The New England frontier.—In 1693 an English fleet from the West Indies arrived at Boston and the idea of an expedition against Quebec was revived, but there was so much sickness among the men that the plan was abandoned. During 1693 and 1694 both English and French sought to control the Abenaki, but in spite of a treaty made by Phips, the French succeeded in holding their allies. In July, 1694, the Indians attacked Durham, massacring over a hundred of the inhabitants, and a few days later killed about forty people at Groton. Two years later Iberville again appeared before Pemaquid and this time succeeded in capturing it. He then sailed to Newfoundland, captured and burned St. Johns, and plundered the settlements on the coast. The English retaliated by burning the French settlement at Beaubassin but were repulsed at Naxouat. In March, 1697, Haverhill was raided by the Indians, and in February, 1698, after the treaty of peace, they attacked Andover. In the last year of the war an attack upon Boston and New York by land and sea was determined upon and a fleet set sail from France, but the treaty of peace ended hostilities.

ACTIVITIES ON HUDSON BAY; PEACE

Operations of Iberville.—When the war opened, the French were in control of the posts about James Bay, while Fort Nelson, commanding the great interior water-ways, was in the hands of the Hudson's Bay Company. In 1689 Fort Albany was captured by the English. The following year Iberville recaptured it, but in 1692 it again passed out of French hands. In 1694 the French government determined to assist the Compagnie du Nord; Iberville, being sent to the bay with two frigates, captured Fort Nelson. Two years later it was retaken by the English. In 1697 Iberville penetrated the bay, this time with five vessels. Becoming separated from the rest of the fleet, Iberville encountered three armed vessels of the Hudson's Bay Company. After a thrilling naval battle the English were worsted, and the French once more took possession of Fort Nelson. At the end of the war the only important post left in English hands was Fort Albany.

The Peace of Ryswick.—In 1697 the war was brought to an end by the peace of Ryswick, by which Louis XIV acknowledged William III as king of England. The results of the fighting in America were ignored, the powers agreeing to restore to each other all places taken in the war. The ownership of the Abenaki and Iroquois lands, and of the Hudson Bay country was left unsettled.
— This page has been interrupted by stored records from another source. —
//! Disbursement Projection Engine
//!
//! This crate projects whether a monthly disbursement target will be met. It
//! maps a historical disbursement curve (the share of a month's total that
//! typically goes out in each 5-day period) onto what has been disbursed so
//! far, forecasts the month-end total at the current pace, and works out what
//! each remaining period must disburse to land on target.
//!
//! # Example
//!
//! ```
//! use disbursement_projection::calculation::compute_projection;
//! use disbursement_projection::models::DisbursementCurve;
//! use rust_decimal::Decimal;
//!
//! let result = compute_projection(5, Decimal::from(10), Decimal::from(1), DisbursementCurve::standard());
//! assert!(result.gap > Decimal::ZERO);
//! ```

#![warn(missing_docs)]

pub mod calculation;
pub mod config;
pub mod display;
pub mod error;
pub mod models;
//! Configuration types for the projection engine.
//!
//! This module contains the strongly-typed configuration structures that
//! are deserialized from YAML configuration files.

use rust_decimal::Decimal;
use serde::Deserialize;

use crate::error::{EngineError, EngineResult};
use crate::models::{
    CurvePeriod, DAYS_IN_MONTH, DisbursementCurve, max_amount, min_target_floor,
};

/// Engine-wide settings.
///
/// # Example
///
/// ```
/// use disbursement_projection::config::EngineSettings;
/// use rust_decimal::Decimal;
///
/// let settings = EngineSettings::default();
/// assert_eq!(settings.min_target_amount, Decimal::new(1, 1));
/// assert_eq!(settings.allowed_days, vec![0, 5, 10, 15, 20, 25, 31]);
/// ```
#[derive(Debug, Clone, PartialEq, Eq, Deserialize)]
#[serde(default)]
pub struct EngineSettings {
    /// Targets below this amount are raised to it before any division.
    pub min_target_amount: Decimal,
    /// Day counts a display surface offers for selection.
    ///
    /// The engine itself accepts any day and clamps it to the month.
    pub allowed_days: Vec<u32>,
    /// Symbol placed before amounts on display surfaces.
    pub currency_symbol: String,
    /// Unit label placed after amounts on display surfaces (e.g., "CR").
    pub unit_label: String,
}

impl Default for EngineSettings {
    fn default() -> Self {
        Self {
            min_target_amount: Decimal::new(1, 1),
            allowed_days: vec![0, 5, 10, 15, 20, 25, 31],
            currency_symbol: "₹".to_string(),
            unit_label: "CR".to_string(),
        }
    }
}

impl EngineSettings {
    /// Checks the settings for values the engine cannot work with.
    ///
    /// # Errors
    ///
    /// Returns [`EngineError::InvalidSettings`] if the minimum target lies
    /// outside [`min_target_floor`]`..=`[`max_amount`], or if the allowed days
    /// are empty, unsorted, duplicated or past the end of the month.
    pub fn validate(&self) -> EngineResult<()> {
        if self.min_target_amount < min_target_floor() {
            return Err(EngineError::InvalidSettings {
                field: "min_target_amount".to_string(),
                message: format!(
                    "must be at least {}, got {}",
                    min_target_floor(),
                    self.min_target_amount
                ),
            });
        }

        if self.min_target_amount > max_amount() {
            return Err(EngineError::InvalidSettings {
                field: "min_target_amount".to_string(),
                message: format!(
                    "must be at most {}, got {}",
                    max_amount(),
                    self.min_target_amount
                ),
            });
        }

        if self.allowed_days.is_empty() {
            return Err(EngineError::InvalidSettings {
                field: "allowed_days".to_string(),
                message: "must list at least one day".to_string(),
            });
        }

        if let Some(day) = self.allowed_days.iter().find(|d| **d > DAYS_IN_MONTH) {
            return Err(EngineError::InvalidSettings {
                field: "allowed_days".to_string(),
                message: format!("day {} is past day {}", day, DAYS_IN_MONTH),
            });
        }

        if self.allowed_days.windows(2).any(|w| w[0] >= w[1]) {
            return Err(EngineError::InvalidSettings {
                field: "allowed_days".to_string(),
                message: "days must be strictly increasing".to_string(),
            });
        }

        Ok(())
    }
}

/// A single period as written in a curve file.
#[derive(Debug, Clone, Deserialize)]
pub struct CurvePeriodConfig {
    /// Optional display label; defaults to "Days {start}-{end}".
    #[serde(default)]
    pub label: Option<String>,
    /// The first day of the period.
    pub start_day: u32,
    /// The last day of the period.
    pub end_day: u32,
    /// Historical share of the month, in percent.
    pub percent: Decimal,
}

/// Curve configuration file structure.
#[derive(Debug, Clone, Deserialize)]
pub struct CurveConfig {
    /// A short name for the curve.
    pub name: String,
    /// Optional description of where the figures come from.
    #[serde(default)]
    pub description: Option<String>,
    /// The periods, in day order.
    pub periods: Vec<CurvePeriodConfig>,
}

impl CurveConfig {
    /// Converts the file contents into a validated curve.
    pub fn into_curve(self) -> EngineResult<DisbursementCurve> {
        let periods = self
            .periods
            .into_iter()
            .map(|p| match p.label {
                Some(label) => CurvePeriod::with_label(label, p.start_day, p.end_day, p.percent),
                None => CurvePeriod::new(p.start_day, p.end_day, p.percent),
            })
            .collect();
        DisbursementCurve::new(periods)
    }
}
THE WAR OF THE SPANISH SUCCESSION

French expansion.—The peace of Ryswick was only a truce. France took advantage of the peace to begin to establish her power in the Mississippi Valley and to strengthen her hold upon the Northwest. In 1699 Biloxi was founded on the Gulf and in succeeding years France brought under control most of the tribes of the lower Mississippi Valley. In 1701 the French occupied Detroit to cut off the English from one of the routes to the fur country, and strengthened their hold on the Illinois country.[1]

The Spanish Succession.—Upon the death of Philip IV in 1665 the incompetent Charles II came to the throne of Spain. Court intrigues stimulated by France and Austria, and utter lack of statesmanship at a time when France was reaching out in every direction, brought Spain to the lowest point in her history. Fearing that she would pass under French control, thereby destroying the balance of power in Europe, William III of England sought to check French power by the so-called Second Treaty of Partition, by which the Austrian Archduke Charles was to inherit the crown of Spain upon the death of Charles II, Spanish possessions in Italy were to go to the Dauphin of France, and Spanish and Austrian possessions were never to be united. To this arrangement France, Austria, and England agreed, but the treaty proved to be but a scrap of paper. In 1700 Charles II died and his will designated Philip of Anjou, a grandson of Louis XIV, as his heir.

England determines upon war.—War was not at once declared, for the English people were slow to recognize the danger. But when French troops occupied the border fortresses in the Spanish Netherlands, when French edicts excluded British manufactures, when the English and Dutch trade, especially the slave trade, was hampered in the Spanish colonies, and when Louis XIV acknowledged the son of James II as king of England, English statesmen were convinced that war was necessary. When Anne ascended the throne in 1702, war was a foregone conclusion.

War zones in America.—The war areas were even more extensive in America than in the War of the English Succession. In the South, the West Indies, and the Carolina, Florida, and Louisiana frontiers, and in the North, the New England border, Acadia, Newfoundland, and Hudson Bay were the scenes of conflict.

[1] For details see Chapter XV.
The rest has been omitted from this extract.